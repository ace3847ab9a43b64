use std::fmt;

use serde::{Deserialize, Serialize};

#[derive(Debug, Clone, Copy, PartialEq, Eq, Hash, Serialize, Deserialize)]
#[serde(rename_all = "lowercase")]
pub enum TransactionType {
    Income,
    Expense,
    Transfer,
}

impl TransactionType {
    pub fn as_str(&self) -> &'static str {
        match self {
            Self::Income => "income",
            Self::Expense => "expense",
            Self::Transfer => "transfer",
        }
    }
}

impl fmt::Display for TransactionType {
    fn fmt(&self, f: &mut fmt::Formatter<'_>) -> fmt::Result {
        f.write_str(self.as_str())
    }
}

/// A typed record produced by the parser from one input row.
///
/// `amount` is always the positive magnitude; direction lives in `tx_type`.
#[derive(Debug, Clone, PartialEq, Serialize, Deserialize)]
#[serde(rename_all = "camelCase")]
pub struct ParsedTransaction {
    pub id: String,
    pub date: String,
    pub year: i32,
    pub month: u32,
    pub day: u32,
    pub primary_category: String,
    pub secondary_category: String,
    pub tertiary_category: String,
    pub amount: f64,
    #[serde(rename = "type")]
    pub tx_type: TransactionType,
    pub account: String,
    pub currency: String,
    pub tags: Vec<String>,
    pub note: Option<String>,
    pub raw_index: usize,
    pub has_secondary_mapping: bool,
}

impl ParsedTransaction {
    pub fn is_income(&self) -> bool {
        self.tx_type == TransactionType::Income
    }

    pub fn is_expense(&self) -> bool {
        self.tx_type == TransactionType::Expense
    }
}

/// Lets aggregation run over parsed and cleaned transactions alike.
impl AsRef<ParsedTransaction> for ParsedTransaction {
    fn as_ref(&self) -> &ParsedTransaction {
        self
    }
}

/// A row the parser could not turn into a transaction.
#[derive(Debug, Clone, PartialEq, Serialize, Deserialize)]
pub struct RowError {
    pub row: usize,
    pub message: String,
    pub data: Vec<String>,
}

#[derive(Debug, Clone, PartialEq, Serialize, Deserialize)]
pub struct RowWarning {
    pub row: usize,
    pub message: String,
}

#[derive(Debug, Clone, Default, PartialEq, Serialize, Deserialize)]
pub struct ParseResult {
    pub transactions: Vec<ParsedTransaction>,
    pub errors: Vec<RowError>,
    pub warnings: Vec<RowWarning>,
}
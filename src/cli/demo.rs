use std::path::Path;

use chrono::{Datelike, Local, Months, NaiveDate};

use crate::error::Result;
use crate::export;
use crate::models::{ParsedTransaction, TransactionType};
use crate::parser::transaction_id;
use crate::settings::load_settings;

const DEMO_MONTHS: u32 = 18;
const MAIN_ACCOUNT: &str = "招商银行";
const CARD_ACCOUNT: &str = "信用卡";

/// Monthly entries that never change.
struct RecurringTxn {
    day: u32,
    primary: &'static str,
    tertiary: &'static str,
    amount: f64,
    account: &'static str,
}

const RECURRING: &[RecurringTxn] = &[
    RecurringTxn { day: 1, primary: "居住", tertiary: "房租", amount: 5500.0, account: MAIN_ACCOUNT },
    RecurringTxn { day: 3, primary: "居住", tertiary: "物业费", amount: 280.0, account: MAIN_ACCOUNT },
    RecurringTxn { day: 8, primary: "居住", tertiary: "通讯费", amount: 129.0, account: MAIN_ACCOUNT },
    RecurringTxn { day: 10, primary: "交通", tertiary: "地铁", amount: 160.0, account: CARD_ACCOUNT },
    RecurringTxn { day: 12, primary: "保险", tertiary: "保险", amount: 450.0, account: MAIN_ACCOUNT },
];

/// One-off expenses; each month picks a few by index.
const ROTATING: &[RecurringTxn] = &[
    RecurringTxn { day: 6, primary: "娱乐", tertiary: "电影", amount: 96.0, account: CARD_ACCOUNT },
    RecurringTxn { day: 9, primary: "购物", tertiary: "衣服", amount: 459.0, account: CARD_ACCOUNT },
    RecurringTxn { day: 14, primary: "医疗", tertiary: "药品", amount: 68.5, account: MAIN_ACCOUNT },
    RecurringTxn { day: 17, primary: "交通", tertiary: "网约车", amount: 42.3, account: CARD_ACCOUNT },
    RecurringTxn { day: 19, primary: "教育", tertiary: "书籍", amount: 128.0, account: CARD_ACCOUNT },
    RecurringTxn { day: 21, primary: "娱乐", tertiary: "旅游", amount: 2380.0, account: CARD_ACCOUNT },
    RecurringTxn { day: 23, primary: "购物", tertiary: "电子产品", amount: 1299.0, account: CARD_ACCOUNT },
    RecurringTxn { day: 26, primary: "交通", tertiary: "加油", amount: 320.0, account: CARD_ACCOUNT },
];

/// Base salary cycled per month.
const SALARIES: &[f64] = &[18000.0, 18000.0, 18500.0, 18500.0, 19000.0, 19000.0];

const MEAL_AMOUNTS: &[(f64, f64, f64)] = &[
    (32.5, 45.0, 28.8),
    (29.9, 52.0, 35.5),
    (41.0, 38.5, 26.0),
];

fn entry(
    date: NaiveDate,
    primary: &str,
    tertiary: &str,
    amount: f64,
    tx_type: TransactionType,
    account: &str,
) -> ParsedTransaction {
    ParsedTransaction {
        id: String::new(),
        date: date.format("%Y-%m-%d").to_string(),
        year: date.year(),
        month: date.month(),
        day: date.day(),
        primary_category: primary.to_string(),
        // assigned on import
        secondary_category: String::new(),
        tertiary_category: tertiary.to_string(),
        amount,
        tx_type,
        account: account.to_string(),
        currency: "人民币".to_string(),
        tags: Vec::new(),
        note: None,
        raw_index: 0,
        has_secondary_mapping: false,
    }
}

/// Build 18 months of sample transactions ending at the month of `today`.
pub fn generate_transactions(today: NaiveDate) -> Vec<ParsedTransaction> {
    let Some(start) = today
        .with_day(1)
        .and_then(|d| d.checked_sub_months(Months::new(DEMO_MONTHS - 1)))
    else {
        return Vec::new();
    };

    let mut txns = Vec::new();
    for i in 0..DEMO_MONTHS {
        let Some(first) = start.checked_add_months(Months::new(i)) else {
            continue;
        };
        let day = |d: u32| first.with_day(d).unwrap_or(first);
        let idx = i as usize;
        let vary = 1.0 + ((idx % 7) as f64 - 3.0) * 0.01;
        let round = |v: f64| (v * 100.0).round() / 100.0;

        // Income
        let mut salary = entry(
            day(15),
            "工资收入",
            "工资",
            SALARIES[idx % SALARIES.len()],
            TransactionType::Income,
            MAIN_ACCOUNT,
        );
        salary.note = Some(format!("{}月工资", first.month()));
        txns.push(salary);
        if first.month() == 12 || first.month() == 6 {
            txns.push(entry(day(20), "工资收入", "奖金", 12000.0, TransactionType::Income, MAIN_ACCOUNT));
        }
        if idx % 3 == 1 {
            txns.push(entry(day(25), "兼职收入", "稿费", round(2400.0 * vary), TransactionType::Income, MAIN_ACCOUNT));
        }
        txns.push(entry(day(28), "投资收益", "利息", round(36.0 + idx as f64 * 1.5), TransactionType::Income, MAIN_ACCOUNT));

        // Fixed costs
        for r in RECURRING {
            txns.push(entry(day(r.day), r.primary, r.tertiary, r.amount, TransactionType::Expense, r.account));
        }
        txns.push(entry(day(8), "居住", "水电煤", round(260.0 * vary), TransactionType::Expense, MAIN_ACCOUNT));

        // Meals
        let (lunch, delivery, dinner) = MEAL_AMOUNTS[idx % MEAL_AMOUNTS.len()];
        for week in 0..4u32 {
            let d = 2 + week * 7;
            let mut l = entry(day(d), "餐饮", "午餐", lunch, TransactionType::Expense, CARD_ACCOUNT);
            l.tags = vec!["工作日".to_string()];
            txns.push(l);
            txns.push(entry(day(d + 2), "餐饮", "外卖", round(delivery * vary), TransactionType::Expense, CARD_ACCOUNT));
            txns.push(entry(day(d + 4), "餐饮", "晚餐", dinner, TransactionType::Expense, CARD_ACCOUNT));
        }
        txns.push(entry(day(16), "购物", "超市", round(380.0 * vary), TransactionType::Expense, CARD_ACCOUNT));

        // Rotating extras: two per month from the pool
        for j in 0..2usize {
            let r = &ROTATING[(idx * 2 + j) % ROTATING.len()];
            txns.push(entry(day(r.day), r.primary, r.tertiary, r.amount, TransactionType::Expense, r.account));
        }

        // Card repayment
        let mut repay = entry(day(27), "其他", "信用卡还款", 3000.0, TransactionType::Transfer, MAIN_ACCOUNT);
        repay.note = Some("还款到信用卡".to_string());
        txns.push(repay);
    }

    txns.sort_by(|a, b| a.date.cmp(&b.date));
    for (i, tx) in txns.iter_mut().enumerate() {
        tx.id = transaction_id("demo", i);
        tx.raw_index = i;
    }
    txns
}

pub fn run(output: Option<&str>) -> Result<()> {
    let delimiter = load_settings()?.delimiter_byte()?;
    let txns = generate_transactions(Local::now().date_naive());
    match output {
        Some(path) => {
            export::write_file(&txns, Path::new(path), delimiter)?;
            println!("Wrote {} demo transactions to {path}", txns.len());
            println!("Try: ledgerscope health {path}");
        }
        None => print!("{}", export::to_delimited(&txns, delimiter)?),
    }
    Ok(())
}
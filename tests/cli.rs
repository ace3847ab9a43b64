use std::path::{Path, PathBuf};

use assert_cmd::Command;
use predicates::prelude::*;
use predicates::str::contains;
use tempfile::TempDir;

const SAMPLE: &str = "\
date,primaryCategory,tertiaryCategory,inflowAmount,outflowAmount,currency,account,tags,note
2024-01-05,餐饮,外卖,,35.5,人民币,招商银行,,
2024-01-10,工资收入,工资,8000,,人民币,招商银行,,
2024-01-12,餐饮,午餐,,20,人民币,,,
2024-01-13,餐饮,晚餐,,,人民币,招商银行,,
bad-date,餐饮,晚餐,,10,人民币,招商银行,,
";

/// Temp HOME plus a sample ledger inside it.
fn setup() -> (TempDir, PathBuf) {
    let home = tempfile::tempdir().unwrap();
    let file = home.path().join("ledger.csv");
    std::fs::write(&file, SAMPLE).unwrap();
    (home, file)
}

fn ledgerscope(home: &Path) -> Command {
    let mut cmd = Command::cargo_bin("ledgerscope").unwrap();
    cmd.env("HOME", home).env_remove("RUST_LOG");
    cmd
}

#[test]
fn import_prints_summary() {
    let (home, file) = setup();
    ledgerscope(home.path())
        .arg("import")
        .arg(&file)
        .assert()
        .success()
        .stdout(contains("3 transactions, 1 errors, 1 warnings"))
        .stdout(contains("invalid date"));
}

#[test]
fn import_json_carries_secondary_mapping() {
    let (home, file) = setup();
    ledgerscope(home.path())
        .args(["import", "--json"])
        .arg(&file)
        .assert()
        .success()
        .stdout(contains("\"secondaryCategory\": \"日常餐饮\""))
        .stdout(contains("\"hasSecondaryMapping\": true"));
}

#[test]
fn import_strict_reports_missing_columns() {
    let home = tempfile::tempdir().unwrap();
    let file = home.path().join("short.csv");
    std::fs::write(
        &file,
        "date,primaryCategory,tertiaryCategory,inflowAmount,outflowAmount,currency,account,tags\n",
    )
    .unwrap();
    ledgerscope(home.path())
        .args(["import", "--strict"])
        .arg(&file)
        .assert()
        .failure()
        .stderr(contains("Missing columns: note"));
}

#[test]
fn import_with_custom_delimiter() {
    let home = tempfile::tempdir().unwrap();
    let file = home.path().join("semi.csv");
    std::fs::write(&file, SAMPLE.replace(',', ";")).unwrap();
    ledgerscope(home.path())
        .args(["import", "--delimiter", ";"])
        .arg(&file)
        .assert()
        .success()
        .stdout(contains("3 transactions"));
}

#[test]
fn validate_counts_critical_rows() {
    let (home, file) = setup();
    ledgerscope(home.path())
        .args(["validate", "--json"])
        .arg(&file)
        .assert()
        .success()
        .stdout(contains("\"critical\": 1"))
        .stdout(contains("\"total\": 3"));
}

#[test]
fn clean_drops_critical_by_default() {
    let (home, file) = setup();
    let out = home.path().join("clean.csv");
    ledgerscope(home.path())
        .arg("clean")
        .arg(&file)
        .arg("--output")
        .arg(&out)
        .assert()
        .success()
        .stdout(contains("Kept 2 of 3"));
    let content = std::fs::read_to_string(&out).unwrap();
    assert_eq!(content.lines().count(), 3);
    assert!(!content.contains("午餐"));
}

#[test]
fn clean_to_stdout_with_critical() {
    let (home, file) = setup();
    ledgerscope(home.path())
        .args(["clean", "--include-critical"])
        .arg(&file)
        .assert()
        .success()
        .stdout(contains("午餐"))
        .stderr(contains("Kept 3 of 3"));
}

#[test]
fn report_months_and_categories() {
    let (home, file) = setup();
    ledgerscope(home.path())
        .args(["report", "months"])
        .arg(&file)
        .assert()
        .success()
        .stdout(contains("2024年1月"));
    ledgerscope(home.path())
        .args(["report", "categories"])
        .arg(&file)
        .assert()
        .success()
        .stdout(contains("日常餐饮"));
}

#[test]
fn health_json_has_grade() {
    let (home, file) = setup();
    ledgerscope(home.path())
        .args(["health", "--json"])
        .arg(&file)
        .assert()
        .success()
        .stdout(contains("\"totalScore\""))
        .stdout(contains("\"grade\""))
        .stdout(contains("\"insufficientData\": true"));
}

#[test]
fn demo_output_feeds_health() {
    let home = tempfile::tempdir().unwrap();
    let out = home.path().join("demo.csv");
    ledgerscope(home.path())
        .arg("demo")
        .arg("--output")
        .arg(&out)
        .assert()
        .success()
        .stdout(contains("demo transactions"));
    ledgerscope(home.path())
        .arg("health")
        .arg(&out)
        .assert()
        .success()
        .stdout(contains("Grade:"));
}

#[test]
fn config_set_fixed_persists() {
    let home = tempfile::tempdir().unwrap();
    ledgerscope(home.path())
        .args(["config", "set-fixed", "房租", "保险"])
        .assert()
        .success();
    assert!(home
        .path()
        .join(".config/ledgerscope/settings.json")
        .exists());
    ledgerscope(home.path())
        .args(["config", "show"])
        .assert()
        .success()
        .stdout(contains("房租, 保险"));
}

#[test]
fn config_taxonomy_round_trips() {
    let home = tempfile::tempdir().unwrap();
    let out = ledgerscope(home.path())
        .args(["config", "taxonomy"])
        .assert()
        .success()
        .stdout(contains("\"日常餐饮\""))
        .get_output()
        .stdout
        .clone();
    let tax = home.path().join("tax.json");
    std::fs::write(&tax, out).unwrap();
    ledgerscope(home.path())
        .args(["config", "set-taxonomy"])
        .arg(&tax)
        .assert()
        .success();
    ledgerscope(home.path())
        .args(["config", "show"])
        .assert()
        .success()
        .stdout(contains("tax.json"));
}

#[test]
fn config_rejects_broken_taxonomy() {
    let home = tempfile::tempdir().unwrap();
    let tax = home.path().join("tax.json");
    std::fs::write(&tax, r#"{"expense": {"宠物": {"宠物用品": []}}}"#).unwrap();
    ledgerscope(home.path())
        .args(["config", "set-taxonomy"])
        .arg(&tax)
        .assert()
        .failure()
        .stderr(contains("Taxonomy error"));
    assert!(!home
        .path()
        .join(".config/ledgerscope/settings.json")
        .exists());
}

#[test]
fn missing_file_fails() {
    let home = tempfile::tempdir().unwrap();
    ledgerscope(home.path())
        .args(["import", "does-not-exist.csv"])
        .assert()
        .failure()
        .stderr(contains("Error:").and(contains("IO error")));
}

WHAT IS NEEDED
Counting only lines with the word "predicates" in them, say how many there are in the entries above, with no other words.

TASK SOLUTION
2